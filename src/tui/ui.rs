//! UI rendering for the TUI.

use ratatui::{
    layout::{Alignment, Constraint, Direction, Layout, Rect},
    style::{Color, Modifier, Style},
    text::{Line, Span},
    widgets::{Block, Borders, Clear, Gauge, List, ListItem, ListState, Paragraph, Wrap},
    Frame,
};

use crate::api::{Priority, SessionMode};
use crate::features::focus::{SessionLink, TimerState};
use crate::tui::app::{App, Pane, Screen, Status};

const HELP: &str = "Space:start/pause | s:stop | m:mode | R:reset | Tab:pane | j/k:nav | \
Enter:select | p:project | a:task | r:refresh | q:quit";

/// Render the application UI.
pub fn render(frame: &mut Frame<'_>, app: &App) {
    match app.screen {
        Screen::Hero => render_hero(frame, app),
        Screen::Dashboard => render_dashboard(frame, app),
    }

    if app.show_help {
        render_help(frame);
    }
}

fn render_hero(frame: &mut Frame<'_>, app: &App) {
    let chunks = Layout::default()
        .direction(Direction::Vertical)
        .constraints([Constraint::Min(0), Constraint::Length(1)])
        .split(frame.area());

    let lines = vec![
        Line::from(""),
        Line::from(Span::styled(
            "⚡ BlitzNow",
            Style::default()
                .fg(Color::Yellow)
                .add_modifier(Modifier::BOLD),
        )),
        Line::from(""),
        Line::from("Pick a task. Hit space. Do the work."),
        Line::from(""),
        Line::from(Span::styled(
            "Press d to try the demo account, q to quit",
            Style::default().fg(Color::DarkGray),
        )),
    ];

    let hero = Paragraph::new(lines).alignment(Alignment::Center).block(
        Block::default()
            .borders(Borders::ALL)
            .border_style(Style::default().fg(Color::Yellow)),
    );
    frame.render_widget(hero, chunks[0]);
    render_status_bar(frame, app, chunks[1]);
}

fn render_dashboard(frame: &mut Frame<'_>, app: &App) {
    // Create layout: header, body, prompt, status bar
    let chunks = Layout::default()
        .direction(Direction::Vertical)
        .constraints([
            Constraint::Length(3),
            Constraint::Min(0),
            Constraint::Length(if app.prompt.is_some() { 3 } else { 0 }),
            Constraint::Length(1),
        ])
        .split(frame.area());

    render_header(frame, app, chunks[0]);

    let columns = Layout::default()
        .direction(Direction::Horizontal)
        .constraints([
            Constraint::Percentage(25),
            Constraint::Percentage(40),
            Constraint::Percentage(35),
        ])
        .split(chunks[1]);

    render_projects(frame, app, columns[0]);
    render_tasks(frame, app, columns[1]);

    let right = Layout::default()
        .direction(Direction::Vertical)
        .constraints([Constraint::Length(9), Constraint::Min(0)])
        .split(columns[2]);
    render_timer(frame, app, right[0]);
    render_details(frame, app, right[1]);

    if app.prompt.is_some() {
        render_prompt(frame, app, chunks[2]);
    }
    render_status_bar(frame, app, chunks[3]);
}

fn render_header(frame: &mut Frame<'_>, app: &App, area: Rect) {
    let who = app
        .user
        .as_ref()
        .and_then(|u| u.name.as_deref().or(u.email.as_deref()))
        .unwrap_or("signed in");
    let title = format!(" ⚡ BlitzNow  ·  {who} ");

    let header = Paragraph::new(title)
        .style(
            Style::default()
                .fg(Color::Cyan)
                .add_modifier(Modifier::BOLD),
        )
        .block(
            Block::default()
                .borders(Borders::ALL)
                .border_style(Style::default().fg(Color::Cyan)),
        );

    frame.render_widget(header, area);
}

fn pane_block(title: &str, focused: bool) -> Block<'_> {
    let color = if focused { Color::Cyan } else { Color::White };
    Block::default()
        .title(format!(" {title} "))
        .borders(Borders::ALL)
        .border_style(Style::default().fg(color))
}

fn render_projects(frame: &mut Frame<'_>, app: &App, area: Rect) {
    let selected = app.workspace.selection().project_id.as_deref();

    let mut items = vec![ListItem::new(project_line("All tasks", selected.is_none()))];
    items.extend(
        app.workspace
            .projects()
            .iter()
            .map(|p| ListItem::new(project_line(&p.name, selected == Some(p.id.as_str())))),
    );

    let list = List::new(items)
        .block(pane_block("Projects", app.pane == Pane::Projects))
        .highlight_style(Style::default().bg(Color::DarkGray));

    let mut state = ListState::default();
    state.select(Some(app.project_cursor));
    frame.render_stateful_widget(list, area, &mut state);
}

fn project_line(name: &str, active: bool) -> Line<'_> {
    let marker = if active { "▸ " } else { "  " };
    Line::from(vec![
        Span::styled(marker, Style::default().fg(Color::Cyan)),
        Span::styled(
            name,
            Style::default().add_modifier(if active {
                Modifier::BOLD
            } else {
                Modifier::empty()
            }),
        ),
    ])
}

fn render_tasks(frame: &mut Frame<'_>, app: &App, area: Rect) {
    let focused_task = app.workspace.selection().task_id.as_deref();
    let tasks = app.workspace.visible_tasks();

    let items: Vec<ListItem<'_>> = tasks
        .iter()
        .map(|task| {
            let (badge, color) = match task.priority {
                Priority::High => ("!!!", Color::Red),
                Priority::Medium => ("!! ", Color::Yellow),
                Priority::Low => ("!  ", Color::DarkGray),
            };
            let is_focused = focused_task == Some(task.id.as_str());

            let mut spans = vec![
                Span::styled(format!("{badge} "), Style::default().fg(color)),
                Span::styled(
                    task.title.as_str(),
                    Style::default().add_modifier(if is_focused {
                        Modifier::BOLD
                    } else {
                        Modifier::empty()
                    }),
                ),
            ];
            if is_focused {
                spans.push(Span::styled("  ⏱", Style::default().fg(Color::Green)));
            }
            ListItem::new(Line::from(spans))
        })
        .collect();

    let title = app
        .workspace
        .current_project()
        .map_or("Tasks", |p| p.name.as_str());
    let list = List::new(items)
        .block(pane_block(title, app.pane == Pane::Tasks))
        .highlight_style(Style::default().bg(Color::DarkGray));

    let mut state = ListState::default();
    if !tasks.is_empty() {
        state.select(Some(app.task_cursor));
    }
    frame.render_stateful_widget(list, area, &mut state);
}

fn render_timer(frame: &mut Frame<'_>, app: &App, area: Rect) {
    let timer = app.timer();
    let state_color = match timer.state() {
        TimerState::Idle => Color::DarkGray,
        TimerState::Running => Color::Green,
        TimerState::Paused => Color::Yellow,
        TimerState::Expired => Color::Magenta,
    };
    let sync = match timer.link() {
        None => "",
        Some(SessionLink::Pending) => "syncing…",
        Some(SessionLink::Open(_)) => "synced",
        Some(SessionLink::LocalOnly) => "local only",
    };

    let block = pane_block(timer.mode().display_name(), false);
    let inner = block.inner(area);
    frame.render_widget(block, area);

    let rows = Layout::default()
        .direction(Direction::Vertical)
        .constraints([
            Constraint::Length(2),
            Constraint::Length(2),
            Constraint::Length(1),
            Constraint::Min(0),
        ])
        .split(inner);

    let clock = Paragraph::new(Line::from(Span::styled(
        timer.format(),
        Style::default()
            .fg(state_color)
            .add_modifier(Modifier::BOLD),
    )))
    .alignment(Alignment::Center);
    frame.render_widget(clock, rows[0]);

    let label = Paragraph::new(Line::from(vec![
        Span::styled(timer.state().to_string(), Style::default().fg(state_color)),
        Span::styled(format!("  {sync}"), Style::default().fg(Color::DarkGray)),
    ]))
    .alignment(Alignment::Center);
    frame.render_widget(label, rows[1]);

    if timer.mode() == SessionMode::Pomodoro {
        let gauge = Gauge::default()
            .gauge_style(Style::default().fg(state_color))
            .ratio(timer.progress().clamp(0.0, 1.0))
            .label("");
        frame.render_widget(gauge, rows[2]);
    }
}

fn render_details(frame: &mut Frame<'_>, app: &App, area: Rect) {
    let mut lines = Vec::new();

    match app.highlighted_task() {
        Some(task) => {
            lines.push(Line::from(Span::styled(
                task.title.as_str(),
                Style::default().add_modifier(Modifier::BOLD),
            )));
            lines.push(Line::from(format!("Priority: {}", task.priority)));
            if let Some(description) = task.description.as_deref().filter(|d| !d.is_empty()) {
                lines.push(Line::from(description));
            }
        }
        None => lines.push(Line::from(Span::styled(
            "No task selected. Press a to add one.",
            Style::default().fg(Color::DarkGray),
        ))),
    }

    if !app.workspace.history().is_empty() {
        lines.push(Line::from(""));
        lines.push(Line::from(Span::styled(
            "Sessions",
            Style::default().fg(Color::Cyan),
        )));
        for record in app.workspace.history().iter().rev().take(5) {
            let icon = if record.session.is_open() { "●" } else { "○" };
            let title = record.task_title.as_deref().unwrap_or("No task");
            lines.push(Line::from(format!(
                "{icon} {}  {title}",
                record.session.mode.display_name()
            )));
        }
    }

    let details = Paragraph::new(lines)
        .wrap(Wrap { trim: true })
        .block(pane_block("Details", false));
    frame.render_widget(details, area);
}

fn render_prompt(frame: &mut Frame<'_>, app: &App, area: Rect) {
    let Some(prompt) = &app.prompt else {
        return;
    };
    let input = Paragraph::new(format!("{}▏", prompt.input)).block(
        Block::default()
            .title(format!(" {} (Enter to save, Esc to cancel) ", prompt.kind.label()))
            .borders(Borders::ALL)
            .border_style(Style::default().fg(Color::Yellow)),
    );
    frame.render_widget(input, area);
}

fn render_help(frame: &mut Frame<'_>) {
    let area = centered(frame.area(), 60, 12);
    let lines: Vec<Line<'_>> = HELP.split(" | ").map(Line::from).collect();
    let help = Paragraph::new(lines).block(
        Block::default()
            .title(" Keys (? to close) ")
            .borders(Borders::ALL)
            .border_style(Style::default().fg(Color::Cyan)),
    );
    frame.render_widget(Clear, area);
    frame.render_widget(help, area);
}

fn centered(area: Rect, width: u16, height: u16) -> Rect {
    let width = width.min(area.width);
    let height = height.min(area.height);
    Rect {
        x: area.x + (area.width - width) / 2,
        y: area.y + (area.height - height) / 2,
        width,
        height,
    }
}

/// Render the status bar.
fn render_status_bar(frame: &mut Frame<'_>, app: &App, area: Rect) {
    let (text, color) = match &app.status {
        Some(Status::Info(message)) => (message.as_str(), Color::DarkGray),
        Some(Status::Error(message)) => (message.as_str(), Color::Red),
        None => (HELP, Color::DarkGray),
    };

    let status = Paragraph::new(text).style(Style::default().fg(color));
    frame.render_widget(status, area);
}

EXERCISE DETAILS: Search the listing above for the string "chunks" and return each line it appears on.

ANSWER FOR THE TASK:
    let chunks = Layout::default()
    frame.render_widget(hero, chunks[0]);
    render_status_bar(frame, app, chunks[1]);
    let chunks = Layout::default()
    render_header(frame, app, chunks[0]);
        .split(chunks[1]);
        render_prompt(frame, app, chunks[2]);
    render_status_bar(frame, app, chunks[3]);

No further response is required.